Dear Readers,
It’s time to come clean….
I haven’t been completely honest with you or honest at all…
Stick with me… This is a long post. The 2nd half will be much more interesting, but I felt it was important to give you some background, so you can see how I got to where I am at.
This is really hard for me to share. I don’t often get personal on my blog or social media or really anywhere. I’m somewhat of a perfectionist. Not the detail-oriented kind that we usually think of, but the socially prescribed type. This refers to those of us that believe others want us to be perfect, so we have to live up to those expectations.
I constantly feel an internal pressure to be a perfect example for others and to never make choices that are less than perfect. This has really proven to be true in my job as a blogger and health coach. Unfortunately, this self-induced pressure has caused me to feel less connected to my work lately. Since I haven’t been doing things perfectly behind the scenes, I struggle with what I want to share with you here and on Instagram.
I am lucky enough to have an amazing, small circle of female entrepreneurs that I share everything with – all of my challenges and all of my wins.
On New Year’s Day, one of them posted in our group asking us to share what our word is for 2016. I actually hadn’t given much thought to this yet, but I instantly said “self-care”. This is basically something I’ve ignored for the last couple of years. Ever since becoming a mom, I almost never make time for myself. If I have any free time, I spend it working. It just jumped out at me, in that moment. I realized that I can’t keep going like this.
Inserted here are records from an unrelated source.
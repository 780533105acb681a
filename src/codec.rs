//! Pure request/response translation between [`PushNotification`]/[`Response`]
//! and the HTTP/2 headers and body bytes APNs speaks on the wire (§4.1).
//!
//! Nothing here touches a socket or shared state; `encode_request` and
//! `decode_response` are plain functions so the connection state machine can
//! call them without holding anything but the bytes in front of it.

use http::{HeaderValue, Request};
use serde::Deserialize;
use uuid::Uuid;

use crate::notification::PushNotification;
use crate::response::{RejectionReason, Response};

/// A request ready to hand to the transport: headers plus a body.
pub struct EncodedRequest {
    pub request: Request<()>,
    pub body: Vec<u8>,
}

/// Encode `notification` as a request against `authority` (`host:port`).
///
/// `bearer_token` is `None` in mTLS mode, where client certificate
/// authentication stands in for the `authorization` header.
pub fn encode_request(
    notification: &PushNotification,
    authority: &str,
    bearer_token: Option<&str>,
) -> EncodedRequest {
    let path = format!("/3/device/{}", notification.device_token());
    let body = notification.payload().to_vec();

    let mut builder = Request::builder()
        .method("POST")
        .uri(format!("https://{authority}{path}"))
        .header("content-length", body.len());

    if let Some(topic) = notification.topic() {
        builder = builder.header("apns-topic", topic);
    }
    builder = builder.header("apns-push-type", notification.push_type().header_value());
    builder = builder.header("apns-priority", notification.priority().header_value());

    if let Some(expiration) = notification.expiration() {
        let secs = expiration
            .duration_since(std::time::UNIX_EPOCH)
            .map(|d| d.as_secs())
            .unwrap_or(0);
        builder = builder.header("apns-expiration", secs.to_string());
    }
    if let Some(collapse_id) = notification.collapse_id() {
        builder = builder.header("apns-collapse-id", collapse_id);
    }
    if let Some(apns_id) = notification.apns_id() {
        builder = builder.header("apns-id", apns_id.to_string());
    }
    if let Some(token) = bearer_token {
        builder = builder.header(
            "authorization",
            HeaderValue::from_str(&format!("bearer {token}"))
                .unwrap_or_else(|_| HeaderValue::from_static("bearer")),
        );
    }

    let request = builder
        .body(())
        .expect("header values are all constructed from valid ASCII/UTF-8 inputs");

    EncodedRequest { request, body }
}

#[derive(Deserialize)]
struct ErrorBody {
    reason: String,
    timestamp: Option<u64>,
}

/// Decode a server response: status, headers, and the (possibly empty) body
/// already accumulated by the stream correlator.
pub fn decode_response(status: u16, apns_id_header: Option<&str>, body: &[u8]) -> Response {
    let apns_id = apns_id_header.and_then(|v| Uuid::parse_str(v).ok());

    if status == 200 {
        return Response::Accepted {
            apns_id: apns_id.unwrap_or_else(Uuid::nil),
        };
    }

    let parsed: Option<ErrorBody> = serde_json::from_slice(body).ok();
    let reason = match &parsed {
        Some(err) => RejectionReason::from_canonical_text(&err.reason, status),
        None => RejectionReason::Unknown {
            text: String::from_utf8_lossy(body).into_owned(),
            status,
        },
    };

    let token_invalidation_timestamp = if matches!(reason, RejectionReason::Unregistered) {
        parsed
            .and_then(|err| err.timestamp)
            .map(|secs| std::time::UNIX_EPOCH + std::time::Duration::from_secs(secs))
    } else {
        None
    };

    Response::Rejected {
        apns_id,
        reason,
        token_invalidation_timestamp,
    }
}

/// Validate a notification's payload size against the wire limit before it
/// ever reaches a stream, per §4.1 — a synthesized local rejection instead
/// of a round trip. `PushNotification::builder` already enforces this at
/// construction; this helper exists for callers (e.g. the connection state
/// machine) that re-check a notification pulled off a retry queue.
pub fn check_payload_size(notification: &PushNotification) -> Result<(), RejectionReason> {
    if notification.payload().len() > crate::notification::MAX_PAYLOAD_SIZE {
        return Err(RejectionReason::PayloadTooLarge);
    }
    Ok(())
}

#[cfg(test)]
mod tests {
    use super::*;
    use crate::notification::{Priority, PushType};

    fn token() -> String {
        "a".repeat(64)
    }

    #[test]
    fn encodes_headers_and_path() {
        let n = PushNotification::builder(token(), br#"{"aps":{}}"#.to_vec())
            .topic("com.example.app")
            .priority(Priority::ConservePower)
            .push_type(PushType::Background)
            .collapse_id("batch-1")
            .build()
            .unwrap();

        let encoded = encode_request(&n, "api.push.apple.com:443", Some("jwt-value"));

        assert_eq!(
            encoded.request.uri().path(),
            format!("/3/device/{}", token())
        );
        assert_eq!(
            encoded.request.headers().get("apns-topic").unwrap(),
            "com.example.app"
        );
        assert_eq!(
            encoded.request.headers().get("apns-push-type").unwrap(),
            "background"
        );
        assert_eq!(
            encoded.request.headers().get("apns-priority").unwrap(),
            "5"
        );
        assert_eq!(
            encoded.request.headers().get("apns-collapse-id").unwrap(),
            "batch-1"
        );
        assert_eq!(
            encoded.request.headers().get("authorization").unwrap(),
            "bearer jwt-value"
        );
        assert_eq!(encoded.body, br#"{"aps":{}}"#);
    }

    #[test]
    fn omits_authorization_header_in_mtls_mode() {
        let n = PushNotification::builder(token(), b"{}".to_vec())
            .build()
            .unwrap();
        let encoded = encode_request(&n, "api.push.apple.com:443", None);
        assert!(encoded.request.headers().get("authorization").is_none());
    }

    #[test]
    fn decodes_a_200_as_accepted() {
        let id = Uuid::new_v4();
        let response = decode_response(200, Some(&id.to_string()), b"");
        assert_eq!(response, Response::Accepted { apns_id: id });
    }

    #[test]
    fn decodes_an_unregistered_rejection_with_timestamp() {
        let body = br#"{"reason":"Unregistered","timestamp":1700000000}"#;
        let response = decode_response(410, None, body);
        match response {
            Response::Rejected {
                reason,
                token_invalidation_timestamp,
                ..
            } => {
                assert_eq!(reason, RejectionReason::Unregistered);
                assert!(token_invalidation_timestamp.is_some());
            }
            _ => panic!("expected a rejection"),
        }
    }

    #[test]
    fn decodes_an_unknown_reason_as_a_preserved_string() {
        let body = br#"{"reason":"SomethingNew"}"#;
        let response = decode_response(400, None, body);
        match response {
            Response::Rejected { reason, .. } => {
                assert_eq!(reason.canonical_text(), "SomethingNew");
            }
            _ => panic!("expected a rejection"),
        }
    }

    #[test]
    fn decodes_a_malformed_body_as_unknown() {
        let response = decode_response(500, None, b"not json");
        match response {
            Response::Rejected { reason, .. } => {
                assert_eq!(reason.status_code(), 500);
            }
            _ => panic!("expected a rejection"),
        }
    }
}
fn tls_config_for(auth: &AuthMode, extra_trust_roots: &[Vec<u8>]) -> rustls::ClientConfig {
    // Root trust is supplied by the embedding application in practice (via
    // `rustls-native-certs` or a pinned bundle); this default starts from
    // an empty store so `ClientConfig` builds without an extra certificate
    // store dependency, and callers wire in real roots before connecting.
    // `extra_trust_roots` (`ClientBuilder::trust_root_certificate`) covers
    // the development/mock-server case where there is no public CA to lean
    // on at all.
    let mut root_store = rustls::RootCertStore::empty();
    for der in extra_trust_roots {
        let cert = rustls::pki_types::CertificateDer::from(der.clone());
        if let Err(e) = root_store.add(cert) {
            warn!(error = %e, "failed to add trusted root certificate");
        }
    }
    let builder = rustls::ClientConfig::builder().with_root_certificates(root_store);
    match auth {
        AuthMode::Token(_) => builder.with_no_client_auth(),
        AuthMode::Certificate(identity) => {
            builder.with_client_cert_resolver(Arc::new(StaticClientCertResolver(identity.clone())))
        }
    }
}

#[cfg(test)]
mod tests {
    use super::*;

    fn test_signing_key() -> SigningKey {
        use p256::pkcs8::EncodePrivateKey;
        let secret = p256::SecretKey::random(&mut rand::rngs::OsRng);
        let pem = secret
            .to_pkcs8_pem(p256::pkcs8::LineEnding::LF)
            .unwrap()
            .to_string();
        SigningKey::from_pkcs8_pem("TEAM1234AB", "KEYID6789A", &pem).unwrap()
    }

    #[test]
    fn builder_defaults_match_spec() {
        let config = ClientConfig::with_signing_key(test_signing_key()).build();
        assert_eq!(config.port, 443);
        assert_eq!(config.endpoint, Endpoint::Production);
        assert_eq!(
            config.idle_ping_interval,
            crate::connection::DEFAULT_IDLE_PING_INTERVAL
        );
    }

    #[test]
    fn development_switches_the_endpoint() {
        let config = ClientConfig::with_signing_key(test_signing_key())
            .development()
            .build();
        assert_eq!(config.endpoint, Endpoint::Development);
        assert_eq!(config.authority(), "api.sandbox.push.apple.com:443");
    }

    #[tokio::test]
    async fn send_before_connect_fails_not_connected() {
        let client = Client::new(ClientConfig::with_signing_key(test_signing_key()).build());
        let notification = PushNotification::builder("a".repeat(64), b"{}".to_vec())
            .build()
            .unwrap();
        let err = client.send(notification).await.unwrap_err();
        assert_eq!(err.classification(), crate::error::Classification::NotConnected);
    }
}
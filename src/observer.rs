//! Observation hooks for callers that want visibility into connection
//! lifecycle events without the core depending on any particular
//! metrics stack (§9 design note, §10.6).

/// Connection-lifecycle events a [`crate::client::Client`] reports as they
/// happen. Implement this to wire up metrics; the default is a no-op.
pub trait ClientObserver: Send + Sync {
    /// A connection attempt started.
    fn on_connecting(&self) {}

    /// A connection reached `Ready`.
    fn on_ready(&self) {}

    /// A connection began draining after `GOAWAY` or a local disconnect.
    fn on_draining(&self, last_stream_id: u32) {
        let _ = last_stream_id;
    }

    /// A connection reached `Closed`.
    fn on_closed(&self, reason: &str) {
        let _ = reason;
    }

    /// The reconnection loop is about to sleep before the next attempt.
    fn on_reconnect_scheduled(&self, delay: std::time::Duration) {
        let _ = delay;
    }

    /// A submission was handed to a connection for sending.
    fn notification_sent(&self, device_token: &str) {
        let _ = device_token;
    }

    /// A submission was accepted by the server.
    fn notification_accepted(&self, device_token: &str, apns_id: uuid::Uuid) {
        let _ = (device_token, apns_id);
    }

    /// A submission was rejected by the server or locally.
    fn notification_rejected(&self, device_token: &str, reason: &crate::response::RejectionReason) {
        let _ = (device_token, reason);
    }
}

/// The default observer: does nothing.
#[derive(Debug, Clone, Copy, Default)]
pub struct NoopObserver;

impl ClientObserver for NoopObserver {}
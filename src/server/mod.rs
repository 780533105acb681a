//! Server-side protocol rules (C6) and, behind the `mock-server` feature,
//! an in-process mock APNs server the integration tests drive over real
//! HTTP/2 (§4.6, §10.5).

pub mod rules;

#[cfg(feature = "mock-server")]
pub mod mock;

#[cfg(feature = "mock-server")]
pub use mock::{MockServer, MockServerBuilder};
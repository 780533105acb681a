//! Crate-wide error types.

use thiserror::Error;

/// Result type for pushy operations.
pub type Result<T> = std::result::Result<T, PushyError>;

/// Errors produced by the client engine.
///
/// Every variant maps to one of the kinds in the error-handling design: local
/// validation, local backpressure, remote rejection, remote auth rejection,
/// transport failure, or a fatal construction-time error.
/// [`PushyError::classification`] groups variants into that taxonomy for
/// callers that want to branch on retryability without an exhaustive match.
#[derive(Debug, Error)]
pub enum PushyError {
    /// The notification failed local validation before anything was sent.
    #[error("notification failed local validation: {0:?}")]
    LocalRejection(crate::response::RejectionReason),

    /// No ready connection was available to carry the submission.
    #[error("not connected")]
    NotConnected,

    /// The in-memory soft queue is full; the caller should back off.
    #[error("local backpressure: queue is full")]
    Backpressure,

    /// The submission was cancelled before it reached the wire.
    #[error("submission cancelled")]
    Cancelled,

    /// The connection was torn down (transport error, GOAWAY, idle timeout)
    /// while the submission was in flight. Safe to retry on a new connection.
    #[error("transport failure, safe to retry: {0}")]
    TransportFailure(String),

    /// The signing key itself was rejected by the peer; unlike
    /// `AuthRejected`, this is not resolved by minting a fresh token.
    #[error("signing key rejected: {0}")]
    KeyRejected(String),

    /// The peer rejected our bearer token (`ExpiredProviderToken`,
    /// `InvalidProviderToken`, `MissingProviderToken`). Submissions surface
    /// this family as `Ok(Response::Rejected{..})` rather than this variant
    /// (the token cache is invalidated as a side effect either way); this
    /// variant exists for callers that classify a raw `Response` through
    /// [`crate::response::Response::classification`] and want the same
    /// `Classification::AuthRejection` bucket available on the error side.
    #[error("auth token rejected: {0:?}")]
    AuthRejected(crate::response::RejectionReason),

    /// Construction-time failure: malformed key, unsupported algorithm, bad
    /// host configuration. The object that produced this is unusable.
    #[error("fatal construction error: {0}")]
    Fatal(String),

    /// Underlying HTTP/2 framing error.
    #[error("http/2 error: {0}")]
    Http2(#[from] h2::Error),

    /// TLS/IO error establishing or maintaining the transport.
    #[error("io error: {0}")]
    Io(#[from] std::io::Error),

    /// Malformed response body.
    #[error("response decoding error: {0}")]
    Decode(#[from] serde_json::Error),

    /// JWT construction/signing error.
    #[error("jwt error: {0}")]
    Jwt(#[from] jsonwebtoken::errors::Error),

    /// Invalid PEM/DER key material supplied at construction time.
    #[error("invalid signing key: {0}")]
    InvalidKey(String),
}

/// Coarse-grained grouping of [`PushyError`] variants, mirroring §7 of the
/// design. Callers that only care whether a failure is safe to retry, a
/// permanent rejection, or a bug in their own setup can match on this instead
/// of every `PushyError` variant.
#[derive(Debug, Clone, Copy, PartialEq, Eq)]
pub enum Classification {
    /// Malformed input caught before any network traffic.
    Validation,
    /// No ready connection; safe to retry once reconnected.
    NotConnected,
    /// The server rejected the notification; do not retry as-is.
    ServerRejection,
    /// `UNREGISTERED`; stop sending to this token.
    TokenInvalidated,
    /// Bearer token was rejected; a fresh token will be used automatically.
    AuthRejection,
    /// Transport-level failure; safe to retry once reconnected.
    Transport,
    /// Unusable object; fix the caller's configuration.
    Fatal,
}

impl PushyError {
    /// Classify this error per §7 of the design.
    pub fn classification(&self) -> Classification {
        match self {
            Self::LocalRejection(_) => Classification::Validation,
            Self::NotConnected | Self::Backpressure | Self::Cancelled => {
                Classification::NotConnected
            }
            Self::TransportFailure(_) | Self::Http2(_) | Self::Io(_) => Classification::Transport,
            Self::KeyRejected(_) | Self::Fatal(_) | Self::InvalidKey(_) => Classification::Fatal,
            Self::AuthRejected(_) => Classification::AuthRejection,
            Self::Decode(_) | Self::Jwt(_) => Classification::Fatal,
        }
    }

    /// Whether retrying the same submission (unmodified) on a fresh
    /// connection is safe.
    pub fn is_retryable(&self) -> bool {
        matches!(
            self.classification(),
            Classification::NotConnected | Classification::Transport
        )
    }

    /// Construct the `TransportFailure` variant used whenever in-flight
    /// submissions are force-failed on teardown (GOAWAY past the high-water
    /// mark, idle-ping timeout, connection close).
    pub fn transport_failure(reason: impl Into<String>) -> Self {
        Self::TransportFailure(reason.into())
    }
}
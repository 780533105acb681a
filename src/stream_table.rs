//! Maps HTTP/2 stream IDs to pending submissions and resolves them exactly
//! once (C3, §4.3).

use std::collections::HashMap;

use tokio::sync::oneshot;

use crate::error::PushyError;
use crate::notification::PushNotification;
use crate::response::Response;

/// A hard cap on accumulated response-body bytes per stream. APNs error
/// bodies are a short JSON object; anything larger indicates a
/// misbehaving peer rather than a legitimate response.
const MAX_BODY_ACCUMULATION: usize = 16 * 1024;

/// One response-pending submission. Kept by the stream table from
/// `register` until `complete` or `fail_all` resolves it.
pub struct PendingSubmission {
    /// Kept for diagnostics (logging, panics-never-lose-context); not read
    /// by the table itself.
    pub notification: PushNotification,
    completion: Option<oneshot::Sender<crate::error::Result<Response>>>,
    body: Vec<u8>,
    status: Option<u16>,
    apns_id_header: Option<String>,
}

impl PendingSubmission {
    fn new(
        notification: PushNotification,
        completion: oneshot::Sender<crate::error::Result<Response>>,
    ) -> Self {
        Self {
            notification,
            completion: Some(completion),
            body: Vec::new(),
            status: None,
            apns_id_header: None,
        }
    }
}

/// The stream ID → pending-submission map for one connection.
///
/// Not internally synchronized: the connection task is the single writer
/// (§5), so the table is a plain `HashMap` driven from one place.
#[derive(Default)]
pub struct StreamTable {
    entries: HashMap<u32, PendingSubmission>,
}

impl StreamTable {
    pub fn new() -> Self {
        Self::default()
    }

    /// Number of submissions currently awaiting a response.
    pub fn len(&self) -> usize {
        self.entries.len()
    }

    pub fn is_empty(&self) -> bool {
        self.entries.is_empty()
    }

    /// Register a newly opened stream, immediately after the transport
    /// allocates it and before any further frames go out (invariant I1).
    pub fn register(
        &mut self,
        stream_id: u32,
        notification: PushNotification,
        completion: oneshot::Sender<crate::error::Result<Response>>,
    ) {
        self.entries
            .insert(stream_id, PendingSubmission::new(notification, completion));
    }

    /// Record the response status and `apns-id` header once headers arrive.
    pub fn record_headers(&mut self, stream_id: u32, status: u16, apns_id_header: Option<String>) {
        if let Some(entry) = self.entries.get_mut(&stream_id) {
            entry.status = Some(status);
            entry.apns_id_header = apns_id_header;
        }
    }

    /// Append a fragment of the response body. Fails closed (and fails the
    /// submission) if the accumulator would exceed the hard cap.
    pub fn accumulate(&mut self, stream_id: u32, bytes: &[u8]) {
        let Some(entry) = self.entries.get_mut(&stream_id) else {
            return;
        };
        if entry.body.len() + bytes.len() > MAX_BODY_ACCUMULATION {
            if let Some(entry) = self.entries.remove(&stream_id) {
                resolve(entry, Err(PushyError::transport_failure(
                    "response body exceeded the accumulation cap",
                )));
            }
            return;
        }
        entry.body.extend_from_slice(bytes);
    }

    /// Resolve on end-of-stream: decode via the wire codec and complete the
    /// submission exactly once, removing it from the table (invariant I2).
    /// Returns the decoded response so the caller can react to it (e.g.
    /// invalidating an auth-token cache on an auth rejection) without a
    /// second decode.
    pub fn complete(&mut self, stream_id: u32) -> Option<Response> {
        let entry = self.entries.remove(&stream_id)?;
        let status = entry.status.unwrap_or(0);
        let response = crate::codec::decode_response(status, entry.apns_id_header.as_deref(), &entry.body);
        let returned = response.clone();
        resolve(entry, Ok(response));
        Some(returned)
    }

    /// Resolve every outstanding entry with a transport-failure outcome
    /// marked safe to retry. Called exactly once per connection, on
    /// teardown.
    pub fn fail_all(&mut self, reason: impl Into<String>) {
        let reason = reason.into();
        for (_, entry) in self.entries.drain() {
            resolve(
                entry,
                Err(PushyError::transport_failure(reason.clone())),
            );
        }
    }

    /// Resolve a single stream with a transport-failure outcome, e.g. a
    /// stream reset reported only for that stream.
    pub fn fail_one(&mut self, stream_id: u32, reason: impl Into<String>) {
        if let Some(entry) = self.entries.remove(&stream_id) {
            resolve(entry, Err(PushyError::transport_failure(reason.into())));
        }
    }

    /// Resolve every entry with a stream ID greater than `last_stream_id`
    /// with a transport-failure outcome, per the `GOAWAY` draining rule
    /// (§4.4): these streams were registered locally but the peer will
    /// never process them.
    pub fn fail_above(&mut self, last_stream_id: u32) {
        let stale: Vec<u32> = self
            .entries
            .keys()
            .copied()
            .filter(|id| *id > last_stream_id)
            .collect();
        for id in stale {
            if let Some(entry) = self.entries.remove(&id) {
                resolve(
                    entry,
                    Err(PushyError::transport_failure(
                        "stream was never processed before GOAWAY",
                    )),
                );
            }
        }
    }
}

fn resolve(mut entry: PendingSubmission, outcome: crate::error::Result<Response>) {
    if let Some(sender) = entry.completion.take() {
        let _ = sender.send(outcome);
    }
}

#[cfg(test)]
mod tests {
    use super::*;

    fn notification() -> PushNotification {
        PushNotification::builder("a".repeat(64), b"{}".to_vec())
            .build()
            .unwrap()
    }

    #[tokio::test]
    async fn complete_resolves_the_waiting_future() {
        let mut table = StreamTable::new();
        let (tx, rx) = oneshot::channel();
        table.register(1, notification(), tx);
        table.record_headers(1, 200, Some(uuid::Uuid::nil().to_string()));
        table.complete(1);

        let response = rx.await.unwrap().unwrap();
        assert!(matches!(response, Response::Accepted { .. }));
        assert!(table.is_empty());
    }

    #[tokio::test]
    async fn fail_all_resolves_every_pending_entry() {
        let mut table = StreamTable::new();
        let (tx1, rx1) = oneshot::channel();
        let (tx3, rx3) = oneshot::channel();
        table.register(1, notification(), tx1);
        table.register(3, notification(), tx3);

        table.fail_all("connection closed");

        assert!(rx1.await.unwrap().is_err());
        assert!(rx3.await.unwrap().is_err());
        assert!(table.is_empty());
    }

    #[tokio::test]
    async fn fail_above_only_resolves_streams_past_the_watermark() {
        let mut table = StreamTable::new();
        let (tx1, rx1) = oneshot::channel();
        let (tx5, rx5) = oneshot::channel();
        table.register(1, notification(), tx1);
        table.register(5, notification(), tx5);

        table.fail_above(3);

        assert!(rx5.await.unwrap().is_err());
        assert_eq!(table.len(), 1);
        drop(rx1);
    }

    #[tokio::test]
    async fn accumulation_cap_fails_the_submission_instead_of_growing_forever() {
        let mut table = StreamTable::new();
        let (tx, rx) = oneshot::channel();
        table.register(7, notification(), tx);
        table.record_headers(7, 500, None);

        let chunk = vec![0u8; MAX_BODY_ACCUMULATION];
        table.accumulate(7, &chunk);
        table.accumulate(7, &[0u8; 1]);

        assert!(table.is_empty());
        assert!(rx.await.unwrap().is_err());
    }

    #[tokio::test]
    async fn interleaved_streams_resolve_independently() {
        let mut table = StreamTable::new();
        let (tx1, rx1) = oneshot::channel();
        let (tx3, rx3) = oneshot::channel();
        table.register(1, notification(), tx1);
        table.register(3, notification(), tx3);

        table.record_headers(3, 200, Some(uuid::Uuid::nil().to_string()));
        table.accumulate(1, b"{\"reason\":");
        table.record_headers(1, 400, None);
        table.accumulate(1, b"\"BadTopic\"}");
        table.complete(3);
        table.complete(1);

        assert!(matches!(
            rx3.await.unwrap().unwrap(),
            Response::Accepted { .. }
        ));
        assert!(matches!(
            rx1.await.unwrap().unwrap(),
            Response::Rejected { .. }
        ));
    }
}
Then a few days later, I started ranting about how I’m not sure what to do with my blog. I haven’t been posting on Instagram lately because I feel burned out and exhausted. Something that once felt so fun and natural to me, has started to feel like work.
I started my blog in 2009. After nearly a decade of struggling with my health, I felt amazing! I had so much energy and I felt so vibrant. I couldn’t wait to share that with all of you and inspire you to do the same.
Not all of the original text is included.